── INPUT RECORDS ──
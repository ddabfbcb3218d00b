use crossterm::event::{KeyCode, KeyEvent, KeyEventKind, KeyModifiers};

use shooter2d::compute::Controls;
use shooter2d::input::*;

fn press(code: KeyCode) -> KeyEvent {
    KeyEvent::new(code, KeyModifiers::NONE)
}

fn with_kind(code: KeyCode, kind: KeyEventKind) -> KeyEvent {
    KeyEvent::new_with_kind(code, KeyModifiers::NONE, kind)
}

#[test]
fn pressed_key_held_within_window() {
    let mut keys = KeyTracker::new();
    keys.handle(&press(KeyCode::Left), 10);
    assert!(keys.is_held(&KeyCode::Left, 10));
    assert!(keys.is_held(&KeyCode::Left, 10 + HOLD_WINDOW));
    assert!(!keys.is_held(&KeyCode::Left, 11 + HOLD_WINDOW));
}

#[test]
fn repeat_refreshes_hold() {
    let mut keys = KeyTracker::new();
    keys.handle(&press(KeyCode::Char(' ')), 1);
    keys.handle(&with_kind(KeyCode::Char(' '), KeyEventKind::Repeat), 4);
    assert!(keys.is_held(&KeyCode::Char(' '), 4 + HOLD_WINDOW));
}

#[test]
fn release_drops_key_immediately() {
    let mut keys = KeyTracker::new();
    keys.handle(&press(KeyCode::Right), 1);
    keys.handle(&with_kind(KeyCode::Right, KeyEventKind::Release), 2);
    assert!(!keys.is_held(&KeyCode::Right, 2));
}

#[test]
fn unknown_key_not_held() {
    let keys = KeyTracker::new();
    assert!(!keys.is_held(&KeyCode::Up, 0));
    assert_eq!(keys.controls(0), Controls::default());
}

#[test]
fn arrows_and_wasd_map_to_controls() {
    let mut keys = KeyTracker::new();
    keys.handle(&press(KeyCode::Char('a')), 1);
    keys.handle(&press(KeyCode::Up), 1);
    keys.handle(&press(KeyCode::Char(' ')), 1);
    assert_eq!(
        keys.controls(2),
        Controls { left: true, right: false, up: true, down: false, fire: true }
    );

    let mut keys = KeyTracker::new();
    keys.handle(&press(KeyCode::Right), 1);
    keys.handle(&press(KeyCode::Char('S')), 1);
    assert_eq!(
        keys.controls(1),
        Controls { left: false, right: true, up: false, down: true, fire: false }
    );
}

#[test]
fn simultaneous_fire_and_move() {
    let mut keys = KeyTracker::new();
    keys.handle(&press(KeyCode::Char('d')), 3);
    keys.handle(&press(KeyCode::Char(' ')), 3);
    let c = keys.controls(5);
    assert!(c.right && c.fire);
}

#[test]
fn quit_keys() {
    let mut keys = KeyTracker::new();
    assert_eq!(keys.handle(&press(KeyCode::Esc), 1), Some(Action::Quit));
    assert_eq!(keys.handle(&press(KeyCode::Char('q')), 1), Some(Action::Quit));
    assert_eq!(keys.handle(&press(KeyCode::Char('Q')), 1), Some(Action::Quit));
    let ctrl_c = KeyEvent::new(KeyCode::Char('c'), KeyModifiers::CONTROL);
    assert_eq!(keys.handle(&ctrl_c, 1), Some(Action::Quit));
    assert_eq!(keys.handle(&press(KeyCode::Char('c')), 1), None);
}

#[test]
fn restart_key() {
    let mut keys = KeyTracker::new();
    assert_eq!(keys.handle(&press(KeyCode::Char('r')), 1), Some(Action::Restart));
    assert_eq!(keys.handle(&press(KeyCode::Char('R')), 1), Some(Action::Restart));
}

#[test]
fn actions_only_on_press() {
    let mut keys = KeyTracker::new();
    let repeat = with_kind(KeyCode::Esc, KeyEventKind::Repeat);
    let release = with_kind(KeyCode::Char('r'), KeyEventKind::Release);
    assert_eq!(keys.handle(&repeat, 1), None);
    assert_eq!(keys.handle(&release, 1), None);
}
───
▸ **ACTIVITY**: Answer with a single number: the count of lines in the entries that hold the word "false".

▸ **EXERCISE ANSWER**: 2